If an lvalue appears in a situation in which the compiler expects an rvalue, 
the compiler converts the lvalue to an rvalue.

An lvalue e of a type T can be converted to an rvalue if T is not a function or        
array type. The type of e after conversion will be T. 

Exceptions to this is:

    Situation before conversion             Resulting behavior

1) T is an incomplete type                  compile-time error
2) e refers to an uninitialized object      undefined behavior
3) e refers to an object not of type T      undefined behavior

Ques.1:

Consider following program,

int main()
{   
    char p[100]={0};      // p is lvalue
    const int c=34;       // c non modifiable lvalue

    &p; &c;               // no error fine beacuse & expects l-value
    p++;                  // error lvalue required  

    return 0;
}

My question is that why in expression (p++) ++(postfix) expects l-values and arrays are l-value then why this error occurs? gcc error: lvalue required as increment operand|

Ques.2:

Plzz explain the exception 3 with an example?

2

There are 2 answers

1
cnicutar On

Arrays are indeed lvalues, but they are not modifiable.
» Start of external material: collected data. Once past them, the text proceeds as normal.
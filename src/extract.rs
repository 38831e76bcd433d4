//! Per-chapter clip extraction.
//!
//! Takes an assembled "MM:SS-title" timeline plus the source video's
//! streaming URL, materializes the whole video once into a scratch file,
//! and trims one clip per timeline record. Clips are sent through a channel
//! as soon as each one is written, so a consumer can present early results
//! while later records are still rendering. The stream is finite and not
//! restartable; clips already produced before a failure stay on disk and
//! belong to the caller.
//!
//! Downloading the full source instead of slicing HLS segments per chapter
//! is deliberate here: a batch of N clips would otherwise re-walk the
//! manifest N times. The byte-accurate single-range path lives in
//! `crate::hls`.

use std::path::{Path, PathBuf};
use std::sync::Arc;
use tokio::sync::mpsc;
use tracing::{info, warn};

use crate::error::{Error, Result};
use crate::timecode::parse_mmss;
use crate::video::{self, VideoTools};

/// One clip to cut: a start, an optional end (the last record runs to end
/// of input), and the chapter title it came from.
#[derive(Debug, Clone, PartialEq, Eq)]
pub struct ClipSpec {
    pub start: u64,
    pub end: Option<u64>,
    pub title: String,
}

/// Parse timeline text back into clip specs. Each record's end is the next
/// record's start; the last record is open-ended.
pub fn parse_clip_specs(text: &str) -> Result<Vec<ClipSpec>> {
    let mut specs = Vec::new();

    for line in text.lines() {
        let line = line.trim();
        if line.is_empty() {
            continue;
        }

        let (time, title) = line.split_once('-').ok_or_else(|| Error::Format {
            text: line.to_string(),
        })?;

        specs.push(ClipSpec {
            start: parse_mmss(time.trim())?,
            end: None,
            title: title.trim().to_string(),
        });
    }

    for i in 0..specs.len().saturating_sub(1) {
        let next_start = specs[i + 1].start;
        specs[i].end = Some(next_start);
    }

    Ok(specs)
}

/// Output filename for the `index`-th clip (0-based in, 1-based out):
/// "NN_title_with_underscores.mp4", lowercased.
pub fn clip_filename(index: usize, title: &str) -> String {
    format!("{:02}_{}.mp4", index + 1, title.to_lowercase().replace(' ', "_"))
}

/// Cuts per-chapter clips from a remote source video
pub struct SegmentExtractor<V> {
    client: reqwest::Client,
    tools: Arc<V>,
    output_dir: PathBuf,
}

impl<V: VideoTools + 'static> SegmentExtractor<V> {
    pub fn new(client: reqwest::Client, tools: V, output_dir: PathBuf) -> Self {
        Self {
            client,
            tools: Arc::new(tools),
            output_dir,
        }
    }

    /// Start extraction and return a receiver that yields each clip's path
    /// as soon as the file is written. A failure is delivered in-stream as
    /// the final item; clips yielded before it remain valid.
    pub fn extract_clips(&self, timeline_text: String, source_url: String) -> mpsc::Receiver<Result<PathBuf>> {
        let (tx, rx) = mpsc::channel(1);
        let client = self.client.clone();
        let tools = Arc::clone(&self.tools);
        let output_dir = self.output_dir.clone();

        tokio::spawn(async move {
            if let Err(e) = run_extraction(client, tools, timeline_text, source_url, output_dir, &tx).await {
                let _ = tx.send(Err(e)).await;
            }
        });

        rx
    }
}

async fn run_extraction<V: VideoTools>(
    client: reqwest::Client,
    tools: Arc<V>,
    timeline_text: String,
    source_url: String,
    output_dir: PathBuf,
    tx: &mpsc::Sender<Result<PathBuf>>,
) -> Result<()> {
    let specs = parse_clip_specs(&timeline_text)?;
    if specs.is_empty() {
        return Ok(());
    }

    tokio::fs::create_dir_all(&output_dir).await?;

    let scratch = tempfile::Builder::new()
        .prefix("chapter-gen-source-")
        .suffix(".mp4")
        .tempfile()?
        .into_temp_path();

    let outcome = async {
        video::download_to(&client, &source_url, &scratch).await?;
        info!("🎞️ Cutting {} clips into {}", specs.len(), output_dir.display());

        for (index, spec) in specs.iter().enumerate() {
            let clip_path = output_dir.join(clip_filename(index, &spec.title));
            tools.trim(&scratch, &clip_path, spec.start, spec.end).await?;

            if tx.send(Ok(clip_path)).await.is_err() {
                // Receiver dropped; stop cutting
                break;
            }
        }

        Ok(())
    }
    .await;

    if let Err(e) = scratch.close() {
        warn!("Failed to remove downloaded source copy: {}", e);
    }

    outcome
}

/// Cut clips from an already-local source file, yielding paths in order.
/// Used when the caller has its own copy of the video.
pub async fn extract_clips_from_file<V: VideoTools>(
    tools: &V,
    source: &Path,
    timeline_text: &str,
    output_dir: &Path,
) -> Result<Vec<PathBuf>> {
    let specs = parse_clip_specs(timeline_text)?;
    tokio::fs::create_dir_all(output_dir).await?;

    let mut produced = Vec::with_capacity(specs.len());
    for (index, spec) in specs.iter().enumerate() {
        let clip_path = output_dir.join(clip_filename(index, &spec.title));
        tools.trim(source, &clip_path, spec.start, spec.end).await?;
        produced.push(clip_path);
    }

    Ok(produced)
}

#[cfg(test)]
mod tests {
    use super::*;

    #[test]
    fn test_parse_clip_specs_chains_ends() {
        let specs = parse_clip_specs("00:00-Intro\n01:00-Body").unwrap();

        assert_eq!(
            specs,
            vec![
                ClipSpec { start: 0, end: Some(60), title: "Intro".to_string() },
                ClipSpec { start: 60, end: None, title: "Body".to_string() },
            ]
        );
    }

    #[test]
    fn test_parse_clip_specs_keeps_hyphenated_titles() {
        let specs = parse_clip_specs("02:05-Q&A - closing remarks").unwrap();
        assert_eq!(specs[0].start, 125);
        assert_eq!(specs[0].title, "Q&A - closing remarks");
    }

    #[test]
    fn test_parse_clip_specs_rejects_malformed_lines() {
        assert!(matches!(parse_clip_specs("no timestamp here"), Err(Error::Format { .. })));
        assert!(matches!(parse_clip_specs("1:2:3-Title"), Err(Error::Format { .. })));
    }

    #[test]
    fn test_parse_clip_specs_skips_blank_lines() {
        let specs = parse_clip_specs("00:00-Intro\n\n01:00-Body\n").unwrap();
        assert_eq!(specs.len(), 2);
    }

    #[test]
    fn test_clip_filename_shape() {
        assert_eq!(clip_filename(0, "Intro"), "01_intro.mp4");
        assert_eq!(clip_filename(11, "Closing Remarks"), "12_closing_remarks.mp4");
    }

    struct TouchTools;

    #[async_trait::async_trait]
    impl VideoTools for TouchTools {
        async fn duration_seconds(&self, _path: &Path) -> Result<f64> {
            Ok(0.0)
        }

        async fn trim(
            &self,
            _input: &Path,
            output: &Path,
            _start: u64,
            _end: Option<u64>,
        ) -> Result<()> {
            tokio::fs::write(output, b"clip").await?;
            Ok(())
        }
    }

    #[tokio::test]
    async fn test_extract_from_file_writes_ordered_clips() {
        let dir = tempfile::tempdir().unwrap();

        let produced = extract_clips_from_file(
            &TouchTools,
            Path::new("source.mp4"),
            "00:00-Intro\n01:00-Body",
            dir.path(),
        )
        .await
        .unwrap();

        assert_eq!(produced.len(), 2);
        assert_eq!(produced[0].file_name().unwrap(), "01_intro.mp4");
        assert_eq!(produced[1].file_name().unwrap(), "02_body.mp4");
        for path in &produced {
            assert!(path.exists());
        }
    }
}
The standard says:

6.3.2.1

A modifiable lvalue is an lvalue that does not have array type

0
nickie On

An answer to question 2.

Say you have an object of type double. You take a pointer and cast it to a different pointer type. Then you use the new pointer to dereference the object. This is undefined behavior.

double x = 42.0;
double *p = &x;
int *q = (int *) p;

*q;

Here, *q is an lvalue of type int which does not refer to an object of type int.